Jest to katalog danych, których pracodawca może żądać od kandydata do pracy, w celu podjęcia działań zmierzających do zawarcia z nim umowy. Co istotne,
z uwagi na specyfikę procesu rekrutacji, do zawarcia tej umowy wcale nie musi ostatecznie dojść. RODO w procesie rekrutacji.

Jakich danych pracodawca nie może żądać od kandydata do pracy?

  • danych wykraczających poza zakres, który został wskazany w przepisach prawa,
  • danych nadmiarowych, w szczególności takich, które nie mają związku z celem, jakim jest zatrudnienie pracownika (np. danych o stanie cywilnym, wyznaniu, poglądach religijnych czy orientacji seksualnej).

Wyjątki określone prawem np. wymóg niekaralności

  • nauczyciele (art. 10 ust. 8a ustawy – Karta Nauczyciela),
  • straż graniczna (art. 31 ust. 1 ustawy o Straży Granicznej),
  • detektywi (art. 29 ust. 2 ustawy o usługach detektywistycznych),
  • osoby ubiegającej się o zatrudnienie w podmiotach sektora finansowego

rodo w procesie rekrutacji wymaga dostosowania do wielu przepisów także sektorowych

Czy pracodawca musi poinformować kandydatów do pracy o przetwarzaniu ich danych osobowych?

Tak, tego wymaga RODO w procesie rekrutacji. Każdy potencjalny pracodawca, który zbiera dane od kandydatów do pracy, jest zobowiązany poinformować te osoby o:

  • pełnej nazwie i adresie swojej siedziby,
  • danych kontaktowych inspektora ochrony danych (o ile go wyznaczył),
  • celu przetwarzania danych oraz podstawie prawnej przetwarzania,
  • znanych mu w chwili gromadzenia danych odbiorcach danych (rozumianych szeroko) lub ich kategoriach,
  • zamiarze transgranicznego przetwarzania danych (o ile taki istnieje),
  • okresie, przez który dane będą̨ przetwarzane bądź kryteriach ustalania tego okresu,
  • przysługujących jej prawach do żądania dostępu do danych, w tym otrzymania ich kopii, ich sprostowania, usunięcia lub ograniczenia ich przetwarzania,
  • prawie do cofnięcia zgody w dowolnym momencie bez wpływu na zgodność́ z prawem przetwarzania, którego dokonano na podstawie zgody przed jej cofnięciem (jeżeli dane są zbierane na podstawie zgody),
  • prawie wniesienia skargi do Prezesa UODO,
  • dobrowolności lub obowiązku podania danych i konsekwencjach ich nie podania.

Pracodawca ma obowiązek poinformować kandydata do pracy o tych okolicznościach w chwili pozyskiwania tych danych w sposób jasny, czytelny i łatwo dostępny dla kandydata.
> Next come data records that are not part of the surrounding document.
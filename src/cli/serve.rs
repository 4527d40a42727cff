//! Serve command - runs the HTTP API

use std::net::SocketAddr;

use tokio::net::TcpListener;
use tracing::{info, warn};

use crate::api::create_router;
use crate::config::AppConfig;

pub async fn run(config: &AppConfig) -> anyhow::Result<()> {
    let state = crate::create_app_state_with_config(config).await?;
    let app = create_router(state);

    let addr = build_socket_addr(config)?;
    info!("Starting API server on {}", addr);

    let listener = TcpListener::bind(addr).await?;
    axum::serve(listener, app)
        .with_graceful_shutdown(shutdown_signal())
        .await?;

    info!("Server stopped");
    Ok(())
}

fn build_socket_addr(config: &AppConfig) -> anyhow::Result<SocketAddr> {
    Ok(SocketAddr::from((
        config.server.host.parse::<std::net::IpAddr>()?,
        config.server.port,
    )))
}

async fn shutdown_signal() {
    if let Err(e) = tokio::signal::ctrl_c().await {
        warn!("Failed to listen for shutdown signal: {}", e);
        std::future::pending::<()>().await;
    }
}
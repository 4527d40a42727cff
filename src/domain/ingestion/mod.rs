//! Document ingestion domain types and traits
//!
//! This module provides:
//! - `Document`, the page-tagged text unit produced by parsers
//! - `DocumentParser` trait for turning a file into documents
//! - `ChunkingStrategy` trait for splitting documents into chunks
//! - Configuration and result types for the ingestion pipeline

pub mod chunker;
pub mod document;
pub mod parser;
pub mod pipeline;

// Re-export main types
pub use chunker::{Chunk, ChunkMetadata, ChunkingConfig, ChunkingStrategy};
pub use document::{Document, DocumentMetadata, LineRange};
pub use parser::DocumentParser;
pub use pipeline::{
    BatchIngestionResult, FileSelection, IngestionConfig, IngestionFailure, IngestionOutcome,
    IngestionResult,
};

// Re-export mocks for testing
#[cfg(test)]
pub use parser::mock::MockDocumentParser;
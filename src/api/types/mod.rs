//! Request, response and error types shared by the HTTP handlers

pub mod error;
pub mod json;
pub mod knowledge_base;

pub use error::{ApiError, ApiErrorResponse};
pub use json::Json;
pub use knowledge_base::{
    CompleteQuery, CompleteResponse, IngestResponse, ListKnowledgeBasesResponse, RetrieveRequest,
};
//! JSON extractor whose rejections use the API error body

use axum::{
    extract::{FromRequest, Request},
    http::StatusCode,
    response::{IntoResponse, Response},
    Json as AxumJson,
};
use serde::de::DeserializeOwned;

use super::error::{ApiErrorDetail, ApiErrorResponse, ApiErrorType};

/// Wrapper around `axum::Json` that reports malformed bodies as `ApiErrorResponse`
#[derive(Debug, Clone, Copy, Default)]
pub struct Json<T>(pub T);

#[derive(Debug)]
pub struct JsonRejection {
    status: StatusCode,
    message: String,
}

impl IntoResponse for JsonRejection {
    fn into_response(self) -> Response {
        let response = ApiErrorResponse {
            error: ApiErrorDetail {
                message: self.message,
                error_type: ApiErrorType::InvalidRequestError,
                code: Some("json_parse_error".to_string()),
            },
        };

        (self.status, AxumJson(response)).into_response()
    }
}

impl<S, T> FromRequest<S> for Json<T>
where
    T: DeserializeOwned,
    S: Send + Sync,
{
    type Rejection = JsonRejection;

    async fn from_request(req: Request, state: &S) -> Result<Self, Self::Rejection> {
        match AxumJson::<T>::from_request(req, state).await {
            Ok(AxumJson(value)) => Ok(Json(value)),
            Err(rejection) => Err(JsonRejection {
                status: rejection.status(),
                message: format_rejection_message(&rejection),
            }),
        }
    }
}

fn format_rejection_message(rejection: &axum::extract::rejection::JsonRejection) -> String {
    use axum::extract::rejection::JsonRejection::*;

    match rejection {
        JsonDataError(err) => format!("Invalid JSON data: {}", err.body_text()),
        JsonSyntaxError(err) => format!("Invalid JSON syntax: {}", err.body_text()),
        MissingJsonContentType(_) => {
            "Missing Content-Type header. Expected 'application/json'.".to_string()
        }
        BytesRejection(err) => format!("Failed to read request body: {}", err.body_text()),
        _ => "Invalid JSON request".to_string(),
    }
}

impl<T> IntoResponse for Json<T>
where
    T: serde::Serialize,
{
    fn into_response(self) -> Response {
        AxumJson(self.0).into_response()
    }
}
use async_trait::async_trait;
use std::time::Duration;

use crate::domain::DomainError;

/// Trait for HTTP client operations (for mocking)
#[async_trait]
pub trait HttpClientTrait: Send + Sync + std::fmt::Debug {
    async fn post_json(
        &self,
        url: &str,
        body: &serde_json::Value,
    ) -> Result<serde_json::Value, DomainError>;
}

/// Real HTTP client using reqwest
#[derive(Debug, Clone)]
pub struct HttpClient {
    client: reqwest::Client,
}

impl HttpClient {
    pub fn new() -> Self {
        Self {
            client: reqwest::Client::new(),
        }
    }

    pub fn with_timeout(timeout: Duration) -> Result<Self, DomainError> {
        let client = reqwest::Client::builder()
            .timeout(timeout)
            .build()
            .map_err(|e| {
                DomainError::configuration(format!("Failed to build HTTP client: {}", e))
            })?;

        Ok(Self { client })
    }
}

impl Default for HttpClient {
    fn default() -> Self {
        Self::new()
    }
}

#[async_trait]
impl HttpClientTrait for HttpClient {
    async fn post_json(
        &self,
        url: &str,
        body: &serde_json::Value,
    ) -> Result<serde_json::Value, DomainError> {
        let response = self
            .client
            .post(url)
            .json(body)
            .send()
            .await
            .map_err(|e| DomainError::embedding_service("http", format!("Request failed: {}", e)))?;

        if !response.status().is_success() {
            let status = response.status();
            let error_body = response.text().await.unwrap_or_default();
            return Err(DomainError::embedding_service(
                "http",
                format!("HTTP {}: {}", status, error_body),
            ));
        }

        response.json().await.map_err(|e| {
            DomainError::embedding_service("http", format!("Failed to parse response: {}", e))
        })
    }
}

#[cfg(test)]
pub mod mock {
    use super::*;
    use std::collections::HashMap;
    use std::sync::RwLock;

    #[derive(Debug, Default)]
    pub struct MockHttpClient {
        responses: RwLock<HashMap<String, serde_json::Value>>,
        errors: RwLock<HashMap<String, String>>,
        requests: RwLock<Vec<(String, serde_json::Value)>>,
    }

    impl MockHttpClient {
        pub fn new() -> Self {
            Self::default()
        }

        pub fn with_response(self, url: impl Into<String>, response: serde_json::Value) -> Self {
            self.responses.write().unwrap().insert(url.into(), response);
            self
        }

        pub fn with_error(self, url: impl Into<String>, error: impl Into<String>) -> Self {
            self.errors.write().unwrap().insert(url.into(), error.into());
            self
        }

        /// Bodies posted so far, keyed by url
        pub fn requests(&self) -> Vec<(String, serde_json::Value)> {
            self.requests.read().unwrap().clone()
        }
    }

    #[async_trait]
    impl HttpClientTrait for MockHttpClient {
        async fn post_json(
            &self,
            url: &str,
            body: &serde_json::Value,
        ) -> Result<serde_json::Value, DomainError> {
            self.requests
                .write()
                .unwrap()
                .push((url.to_string(), body.clone()));

            if let Some(error) = self.errors.read().unwrap().get(url) {
                return Err(DomainError::embedding_service("mock", error));
            }

            self.responses
                .read()
                .unwrap()
                .get(url)
                .cloned()
                .ok_or_else(|| {
                    DomainError::embedding_service("mock", format!("No mock response for {}", url))
                })
        }
    }
}

#[cfg(test)]
mod tests {
    use super::*;
    use serde_json::json;
    use wiremock::matchers::{body_json, method, path};
    use wiremock::{Mock, MockServer, ResponseTemplate};

    #[tokio::test]
    async fn test_post_json_success() {
        let server = MockServer::start().await;
        Mock::given(method("POST"))
            .and(path("/api/embed"))
            .and(body_json(json!({"model": "all-minilm", "input": ["hi"]})))
            .respond_with(ResponseTemplate::new(200).set_body_json(json!({"ok": true})))
            .mount(&server)
            .await;

        let client = HttpClient::with_timeout(Duration::from_secs(5)).unwrap();
        let response = client
            .post_json(
                &format!("{}/api/embed", server.uri()),
                &json!({"model": "all-minilm", "input": ["hi"]}),
            )
            .await
            .unwrap();

        assert_eq!(response["ok"], true);
    }

    #[tokio::test]
    async fn test_post_json_http_error() {
        let server = MockServer::start().await;
        Mock::given(method("POST"))
            .respond_with(ResponseTemplate::new(500).set_body_string("model not loaded"))
            .mount(&server)
            .await;

        let client = HttpClient::new();
        let err = client
            .post_json(&format!("{}/api/embed", server.uri()), &json!({}))
            .await
            .unwrap_err();

        assert!(matches!(err, DomainError::EmbeddingService { .. }));
        assert!(err.to_string().contains("model not loaded"));
    }

    #[tokio::test]
    async fn test_post_json_unparsable_body() {
        let server = MockServer::start().await;
        Mock::given(method("POST"))
            .respond_with(ResponseTemplate::new(200).set_body_string("not json"))
            .mount(&server)
            .await;

        let err = HttpClient::new()
            .post_json(&format!("{}/api/embed", server.uri()), &json!({}))
            .await
            .unwrap_err();

        assert!(err.to_string().contains("Failed to parse response"));
    }

    #[tokio::test]
    async fn test_post_json_unreachable() {
        let err = HttpClient::new()
            .post_json("http://127.0.0.1:1/api/embed", &json!({}))
            .await
            .unwrap_err();

        assert!(matches!(err, DomainError::EmbeddingService { .. }));
    }
}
Może to zrobić np. w treści ogłoszenia o pracę lub w informacji zwrotnej bezpośrednio po otrzymaniu od kandydata aplikacji do pracy. Pamiętaj zatem aby w Twojej dokumentacji systemowej znalazł się wzór klauzuli informacyjnej dla kandydatów do pracy.

Czy kandydat musi wyrazić zgodę na przetwarzanie danych osobowych?

NIE. Dotychczasowe praktyki polegające na umieszczeniu na CV przez kandydata zgody na przetwarzanie jego danych osobowych nie są prawidłowe. Dane kandydata przetwarzane są na podstawie przepisów prawa (art 6.1.b) zawartych w Kodeksie Pracy w art. 22, a nie na podstawie wyrażonej zgody.

Są jednak pewne wyjątki kiedy zgoda jest wymagana:

  • Przetwarzanie danych wrażliwych dotyczących stanu zdrowia (o ile administrator nie legitymuje się przepisem prawa, który zobowiązuje go do ich przetwarzania tego typu danych np. policja)
  • Wykorzystanie CV kandydata do celu jakim jest przyszła rekrutacja.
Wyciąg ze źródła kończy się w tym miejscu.